DATA TO PROCESS:

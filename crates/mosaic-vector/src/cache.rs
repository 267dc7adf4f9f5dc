//! Content-addressed cache of dense artifacts keyed by
//! `(corpus_snapshot_id, model_version)`.
//!
//! Builds run in a `.staging-*` directory under the cache root and are
//! published with one directory rename, so an artifact directory is either
//! absent or complete. Replacing an existing artifact first moves it into a
//! `.retired-*` directory; if the process dies between the two renames,
//! `purge_staging` moves it back. Concurrent callers for the same key serialize on a
//! per-key lock and the losers reuse the winner's artifact.

use std::collections::HashMap;
use std::fs;
use std::path::{Path, PathBuf};
use std::sync::atomic::{AtomicUsize, Ordering};
use std::sync::{Arc, Mutex, PoisonError};

use mosaic_core::error::{Error, Result};
use mosaic_core::traits::{CorpusSource, EmbeddingProvider};
use mosaic_core::types::{ArtifactKey, SimilarityMetric};

use crate::artifact::{read_vector_header, ArtifactMeta, HEADER_LEN, IDS_FILE, META_FILE, VECTORS_FILE};
use crate::index_build::{CancelToken, DenseIndexBuilder, DEFAULT_BATCH_SIZE};

const STAGING_PREFIX: &str = ".staging-";
const RETIRED_PREFIX: &str = ".retired-";
const RETIRED_ARTIFACT: &str = "artifact";

#[derive(Debug, Clone, PartialEq)]
pub enum ArtifactStatus {
    Missing,
    Valid(ArtifactMeta),
    /// Present but failing validation; the reason is human readable.
    Invalid(String),
}

#[derive(Debug, Clone, Default)]
pub struct BuildOptions {
    /// Rebuild even when a valid artifact exists.
    pub force: bool,
    pub cancel: Option<CancelToken>,
    pub show_progress: bool,
}

pub struct IndexCacheManager {
    root: PathBuf,
    metric: SimilarityMetric,
    batch_size: usize,
    locks: Mutex<HashMap<String, Arc<Mutex<()>>>>,
    builds: AtomicUsize,
}

impl IndexCacheManager {
    pub fn new(root: impl Into<PathBuf>, metric: SimilarityMetric) -> Self {
        Self { root: root.into(), metric, batch_size: DEFAULT_BATCH_SIZE, locks: Mutex::new(HashMap::new()), builds: AtomicUsize::new(0) }
    }

    pub fn with_batch_size(mut self, batch_size: usize) -> Self {
        self.batch_size = batch_size.max(1);
        self
    }

    pub fn root(&self) -> &Path { &self.root }
    pub fn metric(&self) -> SimilarityMetric { self.metric }

    /// Builds started by this manager, successful or not.
    pub fn build_count(&self) -> usize { self.builds.load(Ordering::SeqCst) }

    pub fn artifact_dir(&self, key: &ArtifactKey) -> PathBuf {
        self.root.join(key.dir_name())
    }

    pub fn status(&self, key: &ArtifactKey) -> ArtifactStatus {
        let dir = self.artifact_dir(key);
        if !dir.exists() {
            return ArtifactStatus::Missing;
        }
        match self.check(&dir, key) {
            Ok(meta) => ArtifactStatus::Valid(meta),
            Err(reason) => ArtifactStatus::Invalid(reason),
        }
    }

    fn check(&self, dir: &Path, key: &ArtifactKey) -> std::result::Result<ArtifactMeta, String> {
        let meta = ArtifactMeta::read(dir).map_err(|e| format!("unreadable {META_FILE}: {e}"))?;
        if meta.key() != *key {
            return Err(format!("metadata is for {}, expected {key}", meta.key()));
        }
        if meta.similarity_metric != self.metric {
            return Err(format!("built for metric {}, configured metric is {}", meta.similarity_metric, self.metric));
        }
        let ids = fs::read_to_string(dir.join(IDS_FILE)).map_err(|e| format!("unreadable {IDS_FILE}: {e}"))?;
        let id_count = ids.lines().count();
        if id_count != meta.vector_count {
            return Err(format!("{IDS_FILE} has {id_count} entries, metadata declares {}", meta.vector_count));
        }
        let header = read_vector_header(dir).map_err(|e| format!("unreadable {VECTORS_FILE} header: {e}"))?;
        if header.count != meta.vector_count || header.dimension != meta.dimension {
            return Err(format!(
                "{VECTORS_FILE} holds {}×{}, metadata declares {}×{}",
                header.count, header.dimension, meta.vector_count, meta.dimension
            ));
        }
        let len = fs::metadata(dir.join(VECTORS_FILE)).map_err(|e| e.to_string())?.len();
        if len != HEADER_LEN + header.data_len() {
            return Err(format!("{VECTORS_FILE} is {len} bytes, expected {}", HEADER_LEN + header.data_len()));
        }
        Ok(meta)
    }

    /// Location of a valid artifact, never building.
    pub fn resolve(&self, key: &ArtifactKey) -> Result<PathBuf> {
        match self.status(key) {
            ArtifactStatus::Valid(_) => Ok(self.artifact_dir(key)),
            ArtifactStatus::Missing => Err(Error::NotBuilt(key.to_string())),
            ArtifactStatus::Invalid(reason) => Err(Error::CacheCorruption { path: self.artifact_dir(key), reason }),
        }
    }

    pub fn resolve_or_build(&self, corpus: &dyn CorpusSource, provider: &dyn EmbeddingProvider) -> Result<PathBuf> {
        self.resolve_or_build_with(corpus, provider, &BuildOptions::default())
    }

    pub fn resolve_or_build_with(
        &self,
        corpus: &dyn CorpusSource,
        provider: &dyn EmbeddingProvider,
        options: &BuildOptions,
    ) -> Result<PathBuf> {
        let key = ArtifactKey::new(corpus.snapshot_id(), provider.model_version());
        let dir = self.artifact_dir(&key);
        let lock = self.key_lock(&key);
        let _guard = lock.lock().unwrap_or_else(PoisonError::into_inner);

        let prior = self.status(&key);
        match &prior {
            ArtifactStatus::Valid(meta) if !options.force => {
                tracing::info!(%key, vectors = meta.vector_count, "dense cache hit");
                return Ok(dir);
            }
            ArtifactStatus::Valid(_) => tracing::info!(%key, "forced rebuild over valid artifact"),
            ArtifactStatus::Invalid(reason) => tracing::warn!(%key, %reason, "replacing invalid dense artifact"),
            ArtifactStatus::Missing => tracing::info!(%key, "dense cache miss"),
        }

        fs::create_dir_all(&self.root)?;
        let staging = tempfile::Builder::new().prefix(STAGING_PREFIX).tempdir_in(&self.root)?;
        let mut builder = DenseIndexBuilder::new(provider, self.metric)
            .batch_size(self.batch_size)
            .show_progress(options.show_progress);
        if let Some(token) = &options.cancel {
            builder = builder.cancel_token(token.clone());
        }
        self.builds.fetch_add(1, Ordering::SeqCst);
        let artifact = match builder.build(corpus) {
            Ok(artifact) => artifact,
            Err(e) => {
                return Err(match (prior, e) {
                    (ArtifactStatus::Invalid(reason), Error::Corpus(msg)) => Error::CacheCorruption {
                        path: dir,
                        reason: format!("{reason}; rebuilding failed because the corpus is unreadable: {msg}"),
                    },
                    (ArtifactStatus::Invalid(reason), Error::Io(io)) => Error::CacheCorruption {
                        path: dir,
                        reason: format!("{reason}; rebuilding failed because the corpus is unreadable: {io}"),
                    },
                    (_, e) => e,
                });
            }
        };
        artifact.persist(staging.path())?;
        publish(&self.root, staging.path(), &dir)?;
        tracing::info!(%key, dir = %dir.display(), vectors = artifact.len(), "published dense artifact");
        Ok(dir)
    }

    /// Remove staging and retired directories left behind by crashed
    /// processes. A retired artifact whose slot is empty (crash between the
    /// two renames of `publish`) is moved back first. Only call while no build
    /// is running against this root.
    pub fn purge_staging(&self) -> Result<usize> {
        if !self.root.exists() {
            return Ok(0);
        }
        let mut removed = 0;
        for entry in fs::read_dir(&self.root)? {
            let entry = entry?;
            let name = entry.file_name();
            let name = name.to_string_lossy();
            if (name.starts_with(STAGING_PREFIX) || name.starts_with(RETIRED_PREFIX)) && entry.file_type()?.is_dir() {
                if name.starts_with(RETIRED_PREFIX) {
                    self.restore_retired(&entry.path())?;
                }
                fs::remove_dir_all(entry.path())?;
                removed += 1;
            }
        }
        if removed > 0 { tracing::info!(removed, root = %self.root.display(), "purged stale staging directories"); }
        Ok(removed)
    }

    fn restore_retired(&self, retired: &Path) -> Result<()> {
        let old = retired.join(RETIRED_ARTIFACT);
        let Ok(meta) = ArtifactMeta::read(&old) else { return Ok(()) };
        let target = self.artifact_dir(&meta.key());
        if !target.exists() {
            fs::rename(&old, &target)?;
            tracing::warn!(key = %meta.key(), dir = %target.display(), "restored artifact orphaned by an interrupted publish");
        }
        Ok(())
    }

    fn key_lock(&self, key: &ArtifactKey) -> Arc<Mutex<()>> {
        let mut locks = self.locks.lock().unwrap_or_else(PoisonError::into_inner);
        locks.entry(key.dir_name()).or_default().clone()
    }
}

/// Swap `staged` into `target`. An existing target is first moved aside into
/// a retired directory and restored if the final rename fails.
fn publish(root: &Path, staged: &Path, target: &Path) -> Result<()> {
    if !target.exists() {
        fs::rename(staged, target)?;
        return Ok(());
    }
    let retired = tempfile::Builder::new().prefix(RETIRED_PREFIX).tempdir_in(root)?;
    let old = retired.path().join(RETIRED_ARTIFACT);
    fs::rename(target, &old)?;
    if let Err(e) = fs::rename(staged, target) {
        if let Err(restore) = fs::rename(&old, target) {
            tracing::error!(error = %restore, target = %target.display(), "could not restore previous artifact");
        }
        return Err(e.into());
    }
    Ok(())
}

WHAT THIS TASK INVOLVES: Look over the entries above. Copy every line that contains the word "PoisonError".

SOLVED EXERCISE:
use std::sync::{Arc, Mutex, PoisonError};
        let _guard = lock.lock().unwrap_or_else(PoisonError::into_inner);
        let mut locks = self.locks.lock().unwrap_or_else(PoisonError::into_inner);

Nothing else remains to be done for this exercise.